Using the physics of freezing seawater, researchers have developed a composite material that closely mimics the natural scaffolding of bone, according to a study published in the Jan. 27 issue of the journal Science.
"Our bones are made of organic and inorganic materials that individually aren’t very strong," said lead author Sylvain Deville, Ph.D., materials scientist, Lawrence Berkeley National Laboratory, Berkeley, Calif. "But when nature weaves them together at the nanoscale, the scaffold structure of bone is quite strong and durable. The question is: ‘How can people learn to make composite materials on the same microscale as nature?’ "
Dr. Deville and colleagues found a possible solution a few years ago while reading up on the physics of seawater. As an ice crystal forms in seawater, it pumps the salt, pollutants and other impurities out of the crystal and into the narrow channels of the forming ice layer. The impurities gather in the channels and remain trapped between the horizontal layers of ice.
The research team discovered that the forming ice crystals would pump out virtually any extraneous material, including various ceramics, the building blocks of many composite structures. According to co-author Eduardo Saiz, Ph.D., materials scientist, Lawrence Berkeley National Laboratory, when they sublimated the ice and removed the water, what remained were plates of hydroxyapatite, a ceramic biomaterial commonly used to make artificial bone.
"We found the faster we froze the water, the thinner the plates, or waferlike layers, would be," said senior author Antoni Tomsia, Ph.D., senior staff scientist, Lawrence Berkeley National Laboratory.

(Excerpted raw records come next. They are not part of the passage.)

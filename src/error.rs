//! Operational errors of the rill library.
//!
//! An `Error` is what a fallible Rust call returns. The same information is
//! mirrored into the calling thread's error slot (see `errno`) before the call
//! returns, so foreign callers that only see a NULL/status can fetch it.
//!
//! Contract violations (out-of-range `Pairs::get`) are NOT errors: they panic.

use std::fmt;
use std::io;
use std::panic::Location;

/// Error category, ABI-stable (`repr(C)`); `None` marks an empty error slot.
#[repr(C)]
#[derive(Clone, Copy, Debug, PartialEq, Eq, Hash, serde::Serialize)]
pub enum ErrorKind {
    None = 0,
    /// Allocation refused by the allocator.
    NoMem = 1,
    /// Pairs buffer already at its configured maximum capacity.
    CapExceeded = 2,
    /// A required pointer argument was NULL.
    NullArg = 3,
    InvalidArg = 4,
    /// OS-level I/O failure, `errno` carries the OS error number.
    Io = 5,
    /// A panic was caught at the C boundary.
    Panicked = 6,
}

impl ErrorKind {
    pub fn as_str(self) -> &'static str {
        match self {
            ErrorKind::None => "none",
            ErrorKind::NoMem => "out of memory",
            ErrorKind::CapExceeded => "capacity exceeded",
            ErrorKind::NullArg => "null argument",
            ErrorKind::InvalidArg => "invalid argument",
            ErrorKind::Io => "i/o error",
            ErrorKind::Panicked => "panicked",
        }
    }
}

impl fmt::Display for ErrorKind {
    fn fmt(&self, f: &mut fmt::Formatter<'_>) -> fmt::Result {
        f.write_str(self.as_str())
    }
}

#[derive(Clone, Debug, PartialEq, Eq)]
pub struct Error {
    kind: ErrorKind,
    errno: i32,
    msg: String,
    location: &'static Location<'static>,
}

pub type Result<T> = std::result::Result<T, Error>;

impl Error {
    /// New error located at the caller.
    #[track_caller]
    pub fn new(kind: ErrorKind, msg: impl Into<String>) -> Self {
        Self {
            kind,
            errno: 0,
            msg: msg.into(),
            location: Location::caller(),
        }
    }

    /// Wrap an `io::Error`, keeping its raw OS error number (0 if none).
    #[track_caller]
    pub fn from_io(e: &io::Error, msg: impl fmt::Display) -> Self {
        Self {
            kind: ErrorKind::Io,
            errno: e.raw_os_error().unwrap_or(0),
            msg: format!("{}: {}", msg, e),
            location: Location::caller(),
        }
    }

    pub fn with_errno(mut self, errno: i32) -> Self {
        self.errno = errno;
        self
    }

    pub fn kind(&self) -> ErrorKind {
        self.kind
    }

    pub fn errno(&self) -> i32 {
        self.errno
    }

    pub fn message(&self) -> &str {
        &self.msg
    }

    pub fn file(&self) -> &'static str {
        self.location.file()
    }

    pub fn line(&self) -> u32 {
        self.location.line()
    }
}

impl fmt::Display for Error {
    fn fmt(&self, f: &mut fmt::Formatter<'_>) -> fmt::Result {
        write!(f, "{}: {}", self.kind, self.msg)?;
        if self.errno != 0 {
            write!(f, " (errno {})", self.errno)?;
        }
        Ok(())
    }
}

impl std::error::Error for Error {}

#[cfg(test)]
mod tests {
    use super::*;

    #[test]
    fn kind_discriminants_are_stable() {
        assert_eq!(ErrorKind::None as i32, 0);
        assert_eq!(ErrorKind::NoMem as i32, 1);
        assert_eq!(ErrorKind::CapExceeded as i32, 2);
        assert_eq!(ErrorKind::NullArg as i32, 3);
        assert_eq!(ErrorKind::InvalidArg as i32, 4);
        assert_eq!(ErrorKind::Io as i32, 5);
        assert_eq!(ErrorKind::Panicked as i32, 6);
    }

    #[test]
    fn new_captures_caller_location() {
        let line = line!() + 1;
        let e = Error::new(ErrorKind::InvalidArg, "bad");
        assert_eq!(e.line(), line);
        assert!(e.file().ends_with("error.rs"), "{}", e.file());
        assert_eq!(e.errno(), 0);
    }

    #[test]
    fn from_io_keeps_os_errno() {
        let io = io::Error::from_raw_os_error(2);
        let e = Error::from_io(&io, "open x");
        assert_eq!(e.kind(), ErrorKind::Io);
        assert_eq!(e.errno(), 2);
        assert!(e.message().starts_with("open x: "), "{}", e.message());
    }

    #[test]
    fn display_includes_kind_and_errno() {
        let e = Error::new(ErrorKind::NoMem, "grow to 8").with_errno(12);
        assert_eq!(e.to_string(), "out of memory: grow to 8 (errno 12)");

        let e = Error::new(ErrorKind::CapExceeded, "full");
        assert_eq!(e.to_string(), "capacity exceeded: full");
    }

    #[test]
    fn error_is_send_sync_for_anyhow() {
        fn assert_send_sync<T: Send + Sync + 'static>() {}
        assert_send_sync::<Error>();
        let _: anyhow::Error = Error::new(ErrorKind::InvalidArg, "x").into();
    }
}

A freeze casting machine redesigned by the research team enabled a ceramic structure to be fabricated into complex shapes. "It took us about one year to go from layers of 100 microns down to about a micron," added Dr. Tomsia. "That is almost down to the level that nature makes its composites."
Although the composite material produced by the laboratory was small and cube-shaped, Dr. Tomsia said the research team is working to refine the freezing process and build larger structures. They hope one day to fabricate larger, stronger structures, such as replacement hips and knees and a variety of dental materials.
He stressed, however, that it would be impossible to put a time frame on when this might happen. "Nature has so much to teach us about making strong materials," he said. "Evolution occurred over millions of years, and nature does not make mistakes."